- Directed by: Ray Taylor
- Screenplay by: George H. Plympton Carl Krusada
- Story by: Carl Krusada Vin Moore
- Starring: Ted Wells Duane Thompson Jack Kenny Wilbur Mack
- Cinematography: Joseph Brotherton
- Edited by: Gene Havlick
- Production company: Universal Pictures
- Distributed by: Universal Pictures
- Release date: December 16, 1928;
- Running time: 50 minutes
- Country: United States
- Languages: Silent English intertitles

= Beauty and Bullets =

1928 film

Beauty and Bullets is a 1928 American silent Western film directed by Ray Taylor and written by George H. Plympton and Carl Krusada. The film stars Ted Wells, Duane Thompson, Jack Kenny and Wilbur Mack. The film was released on December 16, 1928, by Universal Pictures.

==Plot==
Joe Kemp and his gang attempt a robbery on the express company's payroll, only to be thwarted by Bill Allen. Bill recognizes one of the bandits as Frank Crawford, the brother of his sweetheart, Mary Crawford. After breaking up the robbery attempt, Bill attempts to take the payroll home with him for safekeeping, but Kemp's gang jumps him and makes off with the money.

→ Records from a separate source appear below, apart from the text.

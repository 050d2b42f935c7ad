use std::collections::HashMap;
use std::path::PathBuf;

use serde::Deserialize;

/// Logging configuration. All fields have defaults so the entire `[logging]`
/// section may be omitted from `rollup.toml`.
#[derive(Debug, Clone, Deserialize)]
#[serde(default)]
pub struct LoggingConfig {
    /// Global log level filter (e.g. `"info"`, `"debug"`).
    pub level: String,
    /// Per-module level overrides, e.g. `{ "rollup_core" = "debug" }`.
    pub modules: HashMap<String, String>,
    /// Optional file path for log output. Relative paths are resolved against
    /// the config file's parent directory.
    pub file: Option<PathBuf>,
    /// Output format: `plain` (human-readable) or `json` (structured).
    pub format: LogFormat,
}

impl Default for LoggingConfig {
    fn default() -> Self {
        Self {
            level: "warn".to_string(),
            modules: HashMap::new(),
            file: None,
            format: LogFormat::Plain,
        }
    }
}

/// Log output format.
#[derive(Debug, Clone, Copy, PartialEq, Eq, Deserialize)]
#[serde(rename_all = "lowercase")]
pub enum LogFormat {
    Plain,
    Json,
}

#[cfg(test)]
mod tests {
    use super::*;

    #[test]
    fn defaults_when_section_empty() {
        let cfg: LoggingConfig = toml::from_str("").unwrap();
        assert_eq!(cfg.level, "warn");
        assert!(cfg.modules.is_empty());
        assert!(cfg.file.is_none());
        assert_eq!(cfg.format, LogFormat::Plain);
    }

    #[test]
    fn json_format_with_module_overrides() {
        let cfg: LoggingConfig = toml::from_str(
            r#"
level = "info"
format = "json"
file = "logs/tsrollup.log"

[modules]
rollup_core = "debug"
"#,
        )
        .unwrap();
        assert_eq!(cfg.format, LogFormat::Json);
        assert_eq!(cfg.modules.get("rollup_core").map(String::as_str), Some("debug"));
        assert_eq!(cfg.file, Some(PathBuf::from("logs/tsrollup.log")));
    }
}
//! Timezone-aware calendar arithmetic: start-of-unit and add-N-units.
//!
//! Day and larger units are computed on local wall-clock time and then
//! mapped back to an instant, so a day is 23 or 25 hours across a DST
//! transition. Weeks start on Sunday.

use chrono::{
    DateTime, Datelike, Days, Duration, Months, NaiveDate, NaiveDateTime, NaiveTime, TimeZone,
    Timelike,
};
use chrono_tz::Tz;
use orion_error::prelude::*;

use crate::error::{CoreReason, CoreResult};
use crate::interval::IntervalUnit;

/// Upper bound on how far a nonexistent local time is pushed forward.
const MAX_GAP_MINUTES: i64 = 26 * 60;

/// Parse an IANA timezone name (`"UTC"`, `"America/Los_Angeles"`).
pub fn parse_tz(name: &str) -> CoreResult<Tz> {
    name.trim().parse::<Tz>().map_err(|e| {
        StructError::from(CoreReason::InvalidTimezone).with_detail(format!("{name:?}: {e}"))
    })
}

/// Map a local wall-clock time to an instant in `tz`.
///
/// Ambiguous times (DST fall-back) take the earlier instant. Times inside a
/// DST gap move forward to the first local minute that exists.
pub fn resolve_local(tz: Tz, naive: NaiveDateTime) -> CoreResult<DateTime<Tz>> {
    if let Some(dt) = tz.from_local_datetime(&naive).earliest() {
        return Ok(dt);
    }
    for step in 1..=MAX_GAP_MINUTES {
        let probe = naive + Duration::minutes(step);
        if let Some(dt) = tz.from_local_datetime(&probe).earliest() {
            return Ok(dt);
        }
    }
    StructError::from(CoreReason::InvalidTimestamp)
        .with_detail(format!("local time {naive} does not exist in {tz}"))
        .err()
}

/// Truncate `dt` to the start of the `unit` it falls in, in its own timezone.
///
/// Second, minute and hour starts are taken on the timeline, so a time in a
/// repeated fall-back hour stays in its own occurrence of that hour.
pub fn start_of(dt: DateTime<Tz>, unit: IntervalUnit) -> CoreResult<DateTime<Tz>> {
    let local = dt.naive_local();
    let into_second = Duration::nanoseconds(i64::from(local.nanosecond()));
    let into_minute = into_second + Duration::seconds(i64::from(local.second()));
    let into_hour = into_minute + Duration::minutes(i64::from(local.minute()));
    let date = local.date();
    let start = match unit {
        IntervalUnit::Second => return add_elapsed(dt, -into_second),
        IntervalUnit::Minute => return add_elapsed(dt, -into_minute),
        IntervalUnit::Hour => return add_elapsed(dt, -into_hour),
        IntervalUnit::Day => date.and_time(NaiveTime::MIN),
        IntervalUnit::Week => {
            let back = u64::from(date.weekday().num_days_from_sunday());
            date.checked_sub_days(Days::new(back))
                .unwrap_or(date)
                .and_time(NaiveTime::MIN)
        }
        IntervalUnit::Month => first_of_month(date.year(), date.month())?,
        IntervalUnit::Quarter => first_of_month(date.year(), (date.month0() / 3) * 3 + 1)?,
        IntervalUnit::Year => first_of_month(date.year(), 1)?,
    };
    resolve_local(dt.timezone(), start)
}

/// Advance `dt` by `n` whole `unit`s.
///
/// Seconds, minutes and hours are elapsed time. Days and weeks move the local
/// date; months, quarters and years move the local month, clamping the day to
/// the end of a shorter month.
pub fn add(dt: DateTime<Tz>, n: u32, unit: IntervalUnit) -> CoreResult<DateTime<Tz>> {
    let n64 = i64::from(n);
    let shifted = match unit {
        IntervalUnit::Second => return add_elapsed(dt, Duration::seconds(n64)),
        IntervalUnit::Minute => return add_elapsed(dt, Duration::minutes(n64)),
        IntervalUnit::Hour => return add_elapsed(dt, Duration::hours(n64)),
        IntervalUnit::Day => dt.naive_local().checked_add_days(Days::new(u64::from(n))),
        IntervalUnit::Week => dt.naive_local().checked_add_days(Days::new(u64::from(n) * 7)),
        IntervalUnit::Month => dt.naive_local().checked_add_months(Months::new(n)),
        IntervalUnit::Quarter => dt
            .naive_local()
            .checked_add_months(Months::new(n.saturating_mul(3))),
        IntervalUnit::Year => dt
            .naive_local()
            .checked_add_months(Months::new(n.saturating_mul(12))),
    };
    match shifted {
        Some(local) => resolve_local(dt.timezone(), local),
        None => overflow(dt, n, unit),
    }
}

/// Move `dt` back by `n` whole `unit`s, with the same rules as [`add`].
pub fn sub(dt: DateTime<Tz>, n: u32, unit: IntervalUnit) -> CoreResult<DateTime<Tz>> {
    let n64 = i64::from(n);
    let shifted = match unit {
        IntervalUnit::Second => return add_elapsed(dt, Duration::seconds(-n64)),
        IntervalUnit::Minute => return add_elapsed(dt, Duration::minutes(-n64)),
        IntervalUnit::Hour => return add_elapsed(dt, Duration::hours(-n64)),
        IntervalUnit::Day => dt.naive_local().checked_sub_days(Days::new(u64::from(n))),
        IntervalUnit::Week => dt.naive_local().checked_sub_days(Days::new(u64::from(n) * 7)),
        IntervalUnit::Month => dt.naive_local().checked_sub_months(Months::new(n)),
        IntervalUnit::Quarter => dt
            .naive_local()
            .checked_sub_months(Months::new(n.saturating_mul(3))),
        IntervalUnit::Year => dt
            .naive_local()
            .checked_sub_months(Months::new(n.saturating_mul(12))),
    };
    match shifted {
        Some(local) => resolve_local(dt.timezone(), local),
        None => overflow(dt, n, unit),
    }
}

pub(crate) fn add_elapsed(dt: DateTime<Tz>, delta: Duration) -> CoreResult<DateTime<Tz>> {
    dt.checked_add_signed(delta).map_or_else(
        || {
            StructError::from(CoreReason::InvalidTimestamp)
                .with_detail(format!("{dt} + {delta} is out of range"))
                .err()
        },
        Ok,
    )
}

fn overflow(dt: DateTime<Tz>, n: u32, unit: IntervalUnit) -> CoreResult<DateTime<Tz>> {
    StructError::from(CoreReason::InvalidTimestamp)
        .with_detail(format!("{dt} shifted by {n} {unit} is out of range"))
        .err()
}

fn first_of_month(year: i32, month: u32) -> CoreResult<NaiveDateTime> {
    NaiveDate::from_ymd_opt(year, month, 1)
        .map(|d| d.and_time(NaiveTime::MIN))
        .ok_or_else(|| {
            StructError::from(CoreReason::InvalidTimestamp)
                .with_detail(format!("no first day for {year}-{month:02}"))
        })
}

// ---------------------------------------------------------------------------
// Tests
// ---------------------------------------------------------------------------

Bill eventually brings the gang to justice and asks to have Frank remanded into his custody.

==Cast==
- Ted Wells as Bill Allen
- Duane Thompson as Mary Crawford
- Jack Kenny as Joe Kemp
- Wilbur Mack as Frank Crawford

== Production ==
The film was partially shot on location in Newhall, Santa Clarita, California.